Alternatively, the crystal aG itself may be doped with a p-type impurity when it is pulled, and depending on the pulling position, the number of revolutions of the container (2H) may be changed to create a layer with a high oxygen concentration and a layer with a low oxygen concentration in the direction of pulling the crystal a1. 1- and are repeatedly stacked to form a crystal, and through subsequent heat treatment, a thermal donor is generated and the portion with high oxygen me becomes n-type,
A cooking diode can also be obtained by repeated lamination with p-type layers of low acidity.

As described above, according to the present invention, for example, the oxygen concentration in the crystal can be selected over a wide range, so that a semiconductor device with good characteristics can be manufactured at a low cost.
Its industrial benefits are enormous.

[Brief explanation of the drawing]

FIG. 1 is a block diagram of an example of an apparatus for carrying out the crystal growth method according to the present invention, FIGS. 2 to 6 are measurement curve diagrams for explaining the present invention, and FIG. 7 is a diagram showing measurement curves obtained by the crystal growth apparatus according to the present invention.
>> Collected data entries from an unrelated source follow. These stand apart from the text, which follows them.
//! Plain-text console report.

use crate::types::{BrandCorrelation, PipelineResult, ReviewRecord, SentimentStatistics};
use std::fmt::Write;

/// Printed when no brand correlation exists.
pub const NO_CORRELATION_MESSAGE: &str = "Correlation could not be calculated.";

/// Statistics as a `name: value` mapping.
pub fn format_statistics(stats: &SentimentStatistics) -> String {
    let std = stats
        .standard_deviation
        .map(|v| format!("{:.2}", v))
        .unwrap_or_else(|| "undefined".to_string());

    format!(
        "Statistics: {{Mean: {:.2}, Median: {:.2}, Standard_Deviation: {}}}",
        stats.mean, stats.median, std
    )
}

/// Every field of a record, one per line, names aligned.
pub fn format_record(title: &str, record: &ReviewRecord) -> String {
    let width = record
        .fields
        .iter()
        .map(|(name, _)| name.len())
        .max()
        .unwrap_or(0);

    let mut out = format!("{} (record {}):\n", title, record.index);
    for (name, value) in &record.fields {
        let _ = writeln!(out, "  {:<width$}  {}", name, value, width = width);
    }
    out
}

pub fn format_correlation(correlation: &BrandCorrelation) -> String {
    let mut out = String::from("Correlation of Sentiments: ");
    match correlation {
        BrandCorrelation::NotApplicable { .. } => out.push_str(NO_CORRELATION_MESSAGE),
        BrandCorrelation::Scalar {
            brands: (a, b),
            coefficient,
            ..
        } => match coefficient {
            Some(r) => {
                let _ = write!(out, "{} vs {}: {:.4}", a, b, r);
            }
            None => out.push_str(NO_CORRELATION_MESSAGE),
        },
        BrandCorrelation::Matrix {
            brands,
            coefficients,
            ..
        } => {
            let width = brands.iter().map(String::len).max().unwrap_or(0).max(7);
            let _ = write!(out, "\n  {:<width$}", "", width = width);
            for brand in brands {
                let _ = write!(out, "  {:>width$}", brand, width = width);
            }
            for (brand, row) in brands.iter().zip(coefficients) {
                let _ = write!(out, "\n  {:<width$}", brand, width = width);
                for value in row {
                    let cell = value
                        .map(|r| format!("{:.4}", r))
                        .unwrap_or_else(|| "-".to_string());
                    let _ = write!(out, "  {:>width$}", cell, width = width);
                }
            }
        }
    }
    out
}

/// The three-line findings summary.
pub fn narrative_summary(result: &PipelineResult) -> String {
    let mean = result
        .statistics
        .map(|stats| format!("{:.2}", stats.mean))
        .unwrap_or_else(|| "undefined".to_string());

    let (positive, negative) = match &result.extremes {
        Some(extremes) => (
            describe_review(&extremes.most_positive),
            describe_review(&extremes.most_negative),
        ),
        None => (NO_SCORED_REVIEW.to_string(), NO_SCORED_REVIEW.to_string()),
    };

    format!(
        "The analysis highlights the following:\n\
         1. The mean satisfaction percentage is {}.\n\
         2. The most positive review {}.\n\
         3. The most negative review {}.",
        mean, positive, negative,
    )
}

const NO_SCORED_REVIEW: &str = "is undefined, no review has a satisfaction score";

fn describe_review(record: &ReviewRecord) -> String {
    format!(
        "came from {} with a sentiment score of {:.2}",
        record.name(),
        record.satisfaction
    )
}

/// Full console report: statistics, extreme records, correlation and summary.
pub fn render_console_report(result: &PipelineResult) -> String {
    let statistics = match &result.statistics {
        Some(stats) => format_statistics(stats),
        None => "Statistics: undefined (no satisfaction values)".to_string(),
    };
    let records = match &result.extremes {
        Some(extremes) => [
            format_record("Most Positive Review", &extremes.most_positive),
            format_record("Most Negative Review", &extremes.most_negative),
        ],
        None => [
            "Most Positive Review: undefined\n".to_string(),
            "Most Negative Review: undefined\n".to_string(),
        ],
    };
    let [positive, negative] = records;

    [
        statistics,
        positive,
        negative,
        format_correlation(&result.correlation),
        String::new(),
        narrative_summary(result),
    ]
    .join("\n")
}
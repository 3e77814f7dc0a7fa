//! Imputation module for handling missing values.
//!
//! Missing values are filled in a fixed order:
//! - `Satisfaction_Percentage` gets the mean of its present values
//! - `Product_Reviews` gets the review placeholder
//! - every other missing cell gets the generic placeholder

mod statistical;

pub use statistical::StatisticalImputer;

use crate::config::{MeanFallback, PipelineConfig};
use crate::error::Result;
use crate::types::{ProcessingSummary, REVIEWS_COLUMN, SATISFACTION_COLUMN};
use polars::prelude::*;
use tracing::info;

/// Run the three imputation steps in order.
///
/// When the satisfaction mean is undefined and the fallback leaves the
/// column missing, the generic placeholder skips that column so it stays
/// numeric.
pub fn impute_missing_values(
    df: &mut DataFrame,
    config: &PipelineConfig,
    summary: &mut ProcessingSummary,
) -> Result<()> {
    let before = summary.total_imputed();

    StatisticalImputer::apply_numeric_mean(df, SATISFACTION_COLUMN, config.mean_fallback, summary)?;
    StatisticalImputer::apply_constant_imputation(
        df,
        REVIEWS_COLUMN,
        &config.review_placeholder,
        summary,
    )?;

    let skip: &[&str] = match config.mean_fallback {
        MeanFallback::LeaveMissing => &[SATISFACTION_COLUMN],
        MeanFallback::Zero => &[],
    };
    StatisticalImputer::fill_remaining(df, &config.missing_placeholder, skip, summary)?;

    info!(
        "Imputed {} missing values",
        summary.total_imputed() - before
    );
    Ok(())
}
An example cross-sectional view of the crystal, and FIG. 8 is an enlarged cross-sectional view of a wafer obtained from this. (11 is a crystal growth device, +21 is a storage container for the crystal material liquid (3), (4) is a heating means, (5) is its heater, (
7) is a magnetic field generating means, (8) is a single crystal seed, (1(I)
is a grown crystal.

Claims (1)

[Claims] A container containing a crystal growth liquid having electrical conductivity, a means for pulling the crystal from the liquid, a means for applying a magnetic field to the liquid, and a means for rotating the container are provided, and the number of rotations of the container is adjusted. 1. A crystal growth method characterized by controlling the concentration of container constituents in the crystal by changing.